Too much cholesterol causes fatty deposits to form in blood vessels. As these deposits expand, they obstruct blood flowing through arteries. When a deposit breaks, it can create a clot. These blood clots can lead to a stroke or heart attack.

High cholesterol does not typically produce any identifiable symptoms–only a blood test can determine cholesterol levels. The good news is that cholesterol levels are significantly impacted by behavior and lifestyle choices. Though some people may require medication, many can manage their cholesterol levels by maintaining a healthy diet and exercising regularly.

Cancer and Cholesterol

Researchers at the Duke Canter Institute have pinpointed the way that cancer cells use cholesterol to develop a tolerance to stress that allows them to metastasize (spread).

“When a cancer cell is in a primary tumor, it’s nice and comfortable. It’s growing in a nice environment and has plenty of nutrition,” senior author Donald P. McDonnell told SurvivorNet. “But when they metastasize, they basically have to go as single cells through the bloodstream in nutrient deprived conditions. It’s just a rough ride. And when they’re under stress like that, 99.999% cancer cells don’t make the journey.”  In order for some cells to survive through this stress, they have to develop a resistance to it. Cholesterol, the study found, is an essential part of how cancer cells build this strength.

Using cancer cell lines (cancer cells that divide and grow under controlled conditions in a lab) and mice, the research team determined that, under stress, cancer cells gobble up cholesterol. Consuming cholesterol is a response to stress, but it also puts cells under more stress.

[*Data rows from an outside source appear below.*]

//! Logging shims.
//!
//! When the `defmt` feature is enabled these forward to the matching
//! `defmt` macro; otherwise they compile to nothing while still consuming
//! their arguments, so log call sites stay valid in both configurations.
#![macro_use]
#![allow(unused_macros)]

macro_rules! trace {
    ($s:literal $(, $x:expr)* $(,)?) => {{
        #[cfg(feature = "defmt")]
        ::defmt::trace!($s $(, $x)*);
        #[cfg(not(feature = "defmt"))]
        let _ = ($( & $x ),*);
    }};
}

macro_rules! debug {
    ($s:literal $(, $x:expr)* $(,)?) => {{
        #[cfg(feature = "defmt")]
        ::defmt::debug!($s $(, $x)*);
        #[cfg(not(feature = "defmt"))]
        let _ = ($( & $x ),*);
    }};
}

macro_rules! info {
    ($s:literal $(, $x:expr)* $(,)?) => {{
        #[cfg(feature = "defmt")]
        ::defmt::info!($s $(, $x)*);
        #[cfg(not(feature = "defmt"))]
        let _ = ($( & $x ),*);
    }};
}

macro_rules! warn {
    ($s:literal $(, $x:expr)* $(,)?) => {{
        #[cfg(feature = "defmt")]
        ::defmt::warn!($s $(, $x)*);
        #[cfg(not(feature = "defmt"))]
        let _ = ($( & $x ),*);
    }};
}

macro_rules! error {
    ($s:literal $(, $x:expr)* $(,)?) => {{
        #[cfg(feature = "defmt")]
        ::defmt::error!($s $(, $x)*);
        #[cfg(not(feature = "defmt"))]
        let _ = ($( & $x ),*);
    }};
}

“Cancer cells need cholesterol in order to grow. They need it for their membranes and things like that. And in fact, they need a lot of it. And when they take in cholesterol, that puts them under stress. They’re getting something they need, but that puts them under a lot of stress,” said McDonnell. The process kills most cancer cells, but the few that don’t die instead develop a tolerance to stress through the process of consuming cholesterol. This tolerance allows the cancer cells to move from the original tumor into new parts of the body.

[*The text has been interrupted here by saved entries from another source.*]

//! Acceptor Stream Configuration Sub-State Machine
//!
//! The responder half of AVDTP stream negotiation, split into two phases:
//!
//! * [`decide`] consumes an incoming signaling command and records the
//!   pending transition. It never touches the transport.
//! * [`act`] performs exactly one side effect (encoding and sending the
//!   response PDU) and advances to the next stable state.
//!
//! The split keeps packet parsing free of transport effects and makes the
//! send point the single place where retry or backpressure logic could be
//! added. The driving layer must pair them: one act step per decide step
//! that returned `true`.

use crate::AvdtpError;
use crate::capabilities::unpack;
use crate::endpoint::{
    AcceptorState, SignalingConnection, StreamEndpoint, StreamEndpointSep, StreamEndpointState,
};
use crate::response::{send_accept_response, send_capabilities_response, send_reject_response};
use crate::signaling::{SignalId, SignalingHeader};
use crate::transport::SignalingTransport;

/// Consume a signaling command addressed to `endpoint`.
///
/// Dispatches on the current acceptor state crossed with the signal
/// identifier and records the resulting transition. `packet` is the full
/// PDU including the signaling header.
///
/// Returns `true` iff a transition was recorded that requires one
/// subsequent [`act`] step.
pub fn decide(
    endpoint: &mut StreamEndpoint,
    connection: &mut SignalingConnection,
    header: &SignalingHeader,
    packet: &[u8],
) -> bool {
    match endpoint.acceptor_state {
        AcceptorState::Idle => match header.signal() {
            Some(SignalId::GetAllCapabilities) => {
                debug!("acceptor: answering GET_ALL_CAPABILITIES");
                connection.acceptor_transaction_label = header.transaction_label;
                endpoint.acceptor_state = AcceptorState::AnswerGetAllCapabilities;
                true
            }
            Some(SignalId::GetCapabilities) => {
                debug!("acceptor: answering GET_CAPABILITIES");
                connection.acceptor_transaction_label = header.transaction_label;
                endpoint.acceptor_state = AcceptorState::AnswerGetCapabilities;
                true
            }
            Some(SignalId::SetConfiguration) => {
                decide_set_configuration(endpoint, connection, header, packet)
            }
            _ => {
                warn!(
                    "acceptor: rejecting unsupported signal {}",
                    header.signal_identifier
                );
                stage_reject(endpoint, connection, header.transaction_label, header.signal_identifier);
                true
            }
        },
        AcceptorState::Configured => match header.signal() {
            Some(SignalId::Open) if endpoint.state == StreamEndpointState::Configured => {
                debug!("acceptor: answering OPEN");
                connection.acceptor_transaction_label = header.transaction_label;
                endpoint.acceptor_state = AcceptorState::AnswerOpenStream;
                true
            }
            _ => {
                debug!(
                    "acceptor: signal {} not handled while configured",
                    header.signal_identifier
                );
                false
            }
        },
        AcceptorState::AnswerOpenStream => match header.signal() {
            Some(SignalId::Start) if endpoint.state == StreamEndpointState::Opened => {
                debug!("acceptor: answering START");
                connection.acceptor_transaction_label = header.transaction_label;
                endpoint.acceptor_state = AcceptorState::AnswerStartStream;
                true
            }
            _ => {
                debug!(
                    "acceptor: signal {} not handled while opening",
                    header.signal_identifier
                );
                false
            }
        },
        _ => false,
    }
}

/// Parse a SET_CONFIGURATION payload and stage the accept.
///
/// Layout: header byte, signal identifier, ACP SEID, INT SEID, capability
/// records. A payload that does not parse stages a general reject instead
/// of corrupting the remote SEP table.
fn decide_set_configuration(
    endpoint: &mut StreamEndpoint,
    connection: &mut SignalingConnection,
    header: &SignalingHeader,
    packet: &[u8],
) -> bool {
    if packet.len() < 4 {
        warn!("acceptor: SET_CONFIGURATION too short");
        stage_reject(endpoint, connection, header.transaction_label, header.signal_identifier);
        return true;
    }

    let mut sep = StreamEndpointSep::new(packet[3] >> 2);
    match unpack(&packet[4..]) {
        Ok(capabilities) => {
            for capability in capabilities {
                sep.register(capability);
            }
            match endpoint.store_remote_sep(sep) {
                Ok(()) => {
                    debug!("acceptor: answering SET_CONFIGURATION");
                    connection.acceptor_transaction_label = header.transaction_label;
                    endpoint.acceptor_state = AcceptorState::AnswerSetConfiguration;
                }
                Err(_) => {
                    warn!("acceptor: remote SEP table full");
                    stage_reject(
                        endpoint,
                        connection,
                        header.transaction_label,
                        header.signal_identifier,
                    );
                }
            }
            true
        }
        Err(_) => {
            warn!("acceptor: SET_CONFIGURATION capabilities malformed");
            stage_reject(endpoint, connection, header.transaction_label, header.signal_identifier);
            true
        }
    }
}

fn stage_reject(
    endpoint: &mut StreamEndpoint,
    connection: &mut SignalingConnection,
    transaction_label: u8,
    signal_identifier: u8,
) {
    connection.acceptor_transaction_label = transaction_label;
    endpoint.unknown_signal_identifier = Some(signal_identifier);
    endpoint.acceptor_state = AcceptorState::RejectUnknownCommand;
}

/// Perform the one pending side effect for `endpoint`.
///
/// Sends the response recorded by the preceding [`decide`] step and
/// advances to the next stable state. The state transition happens before
/// the send result is examined: a failed send is reported but never
/// retried, and never holds the machine in a pending state.
///
/// Returns `Ok(true)` when a response was handed to the transport and
/// `Ok(false)` when nothing was pending.
///
/// # Errors
/// Returns `AvdtpError::Transport` when the transport rejects the send,
/// or `AvdtpError::Capability` when the response cannot be encoded.
pub fn act<T: SignalingTransport>(
    transport: &T,
    connection: &mut SignalingConnection,
    endpoint: &mut StreamEndpoint,
) -> Result<bool, AvdtpError> {
    match endpoint.acceptor_state {
        AcceptorState::Idle | AcceptorState::Configured => Ok(false),
        AcceptorState::AnswerGetCapabilities => {
            debug!("acceptor: sending capabilities response");
            endpoint.acceptor_state = AcceptorState::Idle;
            send_capabilities_response(
                transport,
                connection.l2cap_signaling_cid,
                connection.acceptor_transaction_label,
                &endpoint.sep,
                false,
            )?;
            Ok(true)
        }
        AcceptorState::AnswerGetAllCapabilities => {
            debug!("acceptor: sending all-capabilities response");
            endpoint.acceptor_state = AcceptorState::Idle;
            send_capabilities_response(
                transport,
                connection.l2cap_signaling_cid,
                connection.acceptor_transaction_label,
                &endpoint.sep,
                true,
            )?;
            Ok(true)
        }
        AcceptorState::AnswerSetConfiguration => {
            debug!("acceptor: stream configured");
            endpoint.acceptor_state = AcceptorState::Configured;
            endpoint.connection = Some(connection.l2cap_signaling_cid);
            endpoint.state = StreamEndpointState::Configured;
            send_accept_response(
                transport,
                connection.l2cap_signaling_cid,
                SignalId::SetConfiguration,
                connection.acceptor_transaction_label,
            )?;
            Ok(true)
        }
        AcceptorState::RejectUnknownCommand => {
            endpoint.acceptor_state = AcceptorState::Idle;
            let signal_identifier = endpoint.unknown_signal_identifier.take().unwrap_or(0);
            debug!("acceptor: sending general reject for {}", signal_identifier);
            send_reject_response(
                transport,
                connection.l2cap_signaling_cid,
                signal_identifier,
                connection.acceptor_transaction_label,
            )?;
            Ok(true)
        }
        AcceptorState::AnswerOpenStream => {
            debug!("acceptor: waiting for media transport channel");
            // Sub-machine stays here: the same state accepts the START that
            // follows once the media channel is up
            endpoint.state = StreamEndpointState::WaitingForMediaL2cap;
            send_accept_response(
                transport,
                connection.l2cap_signaling_cid,
                SignalId::Open,
                connection.acceptor_transaction_label,
            )?;
            Ok(true)
        }
        AcceptorState::AnswerStartStream => {
            debug!("acceptor: streaming");
            endpoint.state = StreamEndpointState::Streaming;
            send_accept_response(
                transport,
                connection.l2cap_signaling_cid,
                SignalId::Start,
                connection.acceptor_transaction_label,
            )?;
            Ok(true)
        }
    }
}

Implications For The Future of Breast Cancer Treatment

When asked about the most important takeaways from the study, McDonnell said, “To be honest, the most practical thing is: take your statin.” Statins are drugs that help lower cholesterol, and McDonnell believes that all adults should be taking a statin. “I would challenge anyone to find a safer medicine than a statin,” he said. When it comes to cholesterol levels, he said, “The lower the better.”

Managing Your Cholesterol

The CDC recommends five lifestyle choices that can help prevent high cholesterol.

  1. Eating healthy. Incorporating heart-healthy foods into your diet is one of the most important ways you can keep a healthy cholesterol level. This typically involves reducing saturated fats, eliminating trans fats, eating foods that contain omega-3 acids, and consuming more soluble fiber. The Mayo Clinic also encourages adding whey protein to your diet, as it is likely the cause for many of the health benefits of dairy.
  2. Maintaining a Healthy Weight. Extra body fat raises cholesterol levels by slowing down the natural process that removes cholesterol from your blood. Obesity also changes the way that the body uses cholesterol, and these factors together boost cholesterol in a way that increases the risk of strokes and heart disease.
  3. Exercising Regularly. Frequent physical activity is an important component because it lowers cholesterol levels and decreases blood pressure. The CDC advises adults to get at least two and a half hours of moderate exercise every week, and recommends an hour of physical activity daily for children and adolescents.
  4. Quitting Smoking. Smoking tobacco or other nicotine products harms your blood cells and accelerates the hardening of your arteries. This is another significant risk factor for heart disease.
  5. Limiting alcohol consumption. Alcohol can cause high cholesterol and an excess of triglycerides (a kind of fat) in the blood. The CDC recommends that adult men limit themselves to two drinks a day, and that women should not have more than one drink a day.